Subject: Objective Questions and Answers of MBA: Accounting and Financial Management 11

Part 11: Objective questions and answers of Accounting and Financial Management


Q1. Long term lease obligations are treated as:

a) Items in the footnotes of the financial statements

b) Solely as an expense items on the income statement

c) In a manner similar to debt on the balance sheet

d) As an asset to the firm


Q2. In terms of increasing risk to the investor, the proper ranking would be:

a) Common stock, preferred stock, secured debt

b) Long-term government debt, subordinated debt, common stock

c) Long-term government debt, secured debt, preferred stock

d) Secured debt, common stock, preferred stock


Q3. A corporation will typically pay the highest dividends in:

a) Development-stage i

b) Growth-stage ii

c) Expansion-stage iii

d) Maturity-stage iv


Q4. The minimum value of a warrant is equal to:

a) Warrant price-intrinsic value

b) Intrinsic value-warrant price

c) (market value of common stock-warrant exercise price) x number of shares per warrant

d) The speculative premium


Q5. The market for corporate control:

a) Effectively forces managers to strive to maximize shareholder wealth

b) Is best run through a holding company

c) Is a separate market for arbitrageurs

d) Emphasizes the portfolio effect


Q6. Forward and spot transactions take place:

a) Over-the-counter

b) In the foreign currency exchange

c) Between domestic and foreign governments

d) Between individuals and foreign governments


Q7. In analyzing the firm, the investor should consider:

a) The risk inherent in the firm's operation

b) The time patterns over which the firm's earnings increase/decrease

c) The quality and reliability of the firm's reported earnings

d) All of the above should be considered


Q8. Which of the following is not true regarding the p/e ratio?

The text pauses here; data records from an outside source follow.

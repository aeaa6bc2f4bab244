use crate::progress::ProgressSlot;
use crate::types::*;
use crossbeam_channel::Sender;
use log::info;
use std::f32::consts::PI;
use std::thread;
use std::time::Duration;

/// Irregular clock tick pattern (ms): the playback clock is coarse and
/// jittery on purpose so the scroll interpolation has gaps to fill.
const TICK_PATTERN_MS: [u64; 6] = [16, 41, 23, 70, 33, 17];

/// How long to keep playing after the last note so it scrolls off screen.
const TAIL_MS: i64 = 2500;

/// A rest at least this long ends a sentence in a chart loaded from disk.
const SENTENCE_GAP_MS: i64 = 600;

/// A chart plus the end time of each sung sentence.
#[derive(Debug, Clone)]
pub struct DemoSong {
    pub events: Vec<PitchEvent>,
    pub sentence_ends: Vec<i64>,
}

impl DemoSong {
    /// Wrap a chart, ending a sentence at every long rest and at the
    /// last note.
    pub fn from_events(events: Vec<PitchEvent>) -> Self {
        let mut sentence_ends = Vec::new();
        let mut end = None;
        for event in &events {
            if let Some(prev_end) = end {
                if event.start_ms - prev_end >= SENTENCE_GAP_MS {
                    sentence_ends.push(prev_end);
                }
            }
            end = Some(end.map_or(event.end_ms(), |e: i64| e.max(event.end_ms())));
        }
        sentence_ends.extend(end);
        Self {
            events,
            sentence_ends,
        }
    }

    pub fn end_ms(&self) -> i64 {
        self.events.iter().map(|e| e.end_ms()).max().unwrap_or(0)
    }
}

/// Jump the playback clock back once it reaches `at_ms`.
#[derive(Debug, Clone, Copy)]
pub struct Seek {
    pub at_ms: i64,
    pub to_ms: i64,
}

/// Plays a song against the coordinator without any audio: a playback
/// clock publishing progress, a singer producing pitch samples (with
/// vibrato and the occasional wrong note), and a scorer reporting each
/// finished sentence.
pub struct Simulator {
    clock: SessionClock,
    tx: Sender<EngineInput>,
    progress: ProgressSlot,
    seek: Option<Seek>,
    song: DemoSong,
    next_sentence: usize,
    event_cursor: usize,
    last_playback: i64,
}

impl Simulator {
    pub fn new(
        clock: SessionClock,
        tx: Sender<EngineInput>,
        progress: ProgressSlot,
        song: DemoSong,
    ) -> Self {
        Self {
            clock,
            tx,
            progress,
            seek: None,
            song,
            next_sentence: 0,
            event_cursor: 0,
            last_playback: 0,
        }
    }

    pub fn with_seek(mut self, seek: Option<Seek>) -> Self {
        self.seek = seek;
        self
    }

    /// Load the song and play it through in real time. Sends `Shutdown`
    /// at the end. Blocks the calling thread.
    pub fn run(&mut self) {
        info!(
            "Simulator: {} events, {} sentences, {:.1}s",
            self.song.events.len(),
            self.song.sentence_ends.len(),
            self.song.end_ms() as f32 / 1000.0
        );
        if self.tx.send(EngineInput::Load(self.song.events.clone())).is_err() {
            return;
        }

        let end = self.song.end_ms() + TAIL_MS;
        let mut origin_ms = self.clock.now_ms() as i64;
        let mut pending_seek = self.seek;

        for step in TICK_PATTERN_MS.iter().cycle() {
            thread::sleep(Duration::from_millis(*step));

            let mut playback = self.clock.now_ms() as i64 - origin_ms;
            if let Some(seek) = pending_seek {
                if playback >= seek.at_ms {
                    info!("Simulator: seeking {}ms → {}ms", playback, seek.to_ms);
                    origin_ms += playback - seek.to_ms;
                    playback = seek.to_ms;
                    pending_seek = None;
                }
            }
            if playback > end || !self.play_at(playback) {
                break;
            }
        }

        info!("Simulator: song finished");
        let _ = self.tx.send(EngineInput::Shutdown);
    }

    /// Emit everything that happens at playback time `playback_ms`:
    /// the progress value, one pitch sample, and any sentence score that
    /// just completed. Returns false if the coordinator has gone away.
    pub fn play_at(&mut self, playback_ms: i64) -> bool {
        self.progress.publish(playback_ms);
        self.rewind_if_needed(playback_ms);

        if let Some(pitch) = self.sung_pitch(playback_ms) {
            let sample = EngineInput::PitchSample {
                time_ms: playback_ms,
                pitch,
            };
            if self.tx.send(sample).is_err() {
                return false;
            }
        }

        while self.next_sentence < self.song.sentence_ends.len()
            && playback_ms >= self.song.sentence_ends[self.next_sentence]
        {
            let index = self.next_sentence as i32;
            let report = EngineInput::Score {
                score: sentence_score(index),
                sentence_index: index + 1,
            };
            if self.tx.send(report).is_err() {
                return false;
            }
            self.next_sentence += 1;
        }
        true
    }

    /// After a backward jump, sentences and notes ahead of the new
    /// position are due again.
    fn rewind_if_needed(&mut self, playback_ms: i64) {
        if playback_ms < self.last_playback {
            self.event_cursor = 0;
            let ends = &self.song.sentence_ends;
            self.next_sentence = ends
                .iter()
                .position(|&e| e > playback_ms)
                .unwrap_or(ends.len());
        }
        self.last_playback = playback_ms;
    }

    /// What the singer produces at `t`: the target pitch with a ±1
    /// semitone vibrato, except on every seventh note where they miss by a
    /// fourth. Silent between notes.
    fn sung_pitch(&mut self, t: i64) -> Option<i32> {
        let events = &self.song.events;
        while self.event_cursor < events.len() && events[self.event_cursor].end_ms() < t {
            self.event_cursor += 1;
        }
        let event = events.get(self.event_cursor)?;
        if !event.contains(t) {
            return None;
        }
        if self.event_cursor % 7 == 6 {
            return Some(event.pitch + 5);
        }
        let vibrato = (2.0 * PI * 5.5 * t as f32 / 1000.0).sin();
        Some(event.pitch + vibrato.round() as i32)
    }
}

/// Deterministic made-up score for a sentence.
fn sentence_score(index: i32) -> i32 {
    60 + (index * 17) % 40
}

/// A short four-phrase tune. Each beat is 400 ms, phrases are separated
/// by a two-beat rest.
pub fn demo_song() -> DemoSong {
    const BEAT_MS: i64 = 400;
    const REST_BEATS: i64 = 2;
    // (MIDI pitch, beats)
    let phrases: [&[(i32, i64)]; 4] = [
        &[(60, 1), (60, 1), (67, 1), (67, 1), (69, 1), (69, 1), (67, 2)],
        &[(65, 1), (65, 1), (64, 1), (64, 1), (62, 1), (62, 1), (60, 2)],
        &[(67, 1), (67, 1), (65, 1), (65, 1), (64, 1), (64, 1), (62, 2)],
        &[(60, 1), (60, 1), (67, 1), (67, 1), (69, 1), (69, 1), (67, 2)],
    ];

    let mut events = Vec::new();
    let mut sentence_ends = Vec::new();
    let mut t = 1000; // lead-in
    for phrase in phrases {
        for &(pitch, beats) in phrase {
            // notes are slightly detached
            events.push(PitchEvent::new(t, beats * BEAT_MS - 40, pitch));
            t += beats * BEAT_MS;
        }
        sentence_ends.push(t);
        t += REST_BEATS * BEAT_MS;
    }
    DemoSong {
        events,
        sentence_ends,
    }
}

a) It is the multiplier applied to earnings per share to determine current value

b) P/e ratios allow comparison of the relative market values of many companies based on $1 of earnings per share.

c) It indicates expectations about the future of a company.

d) Firms expected to provide returns greater than those of the market with equal or less risk normally have p/e ratios lower than the market p/e.


Q9. Liquidity ratios measure:

a) The speed at which the firm is turning over its assets

b) The ability of the firm to earn an adequate return on sales, total assets, and invested capital

c) The firm's ability to pay off short term obligations as they are due

d) The debt position of the firm in light of its assets and earning power.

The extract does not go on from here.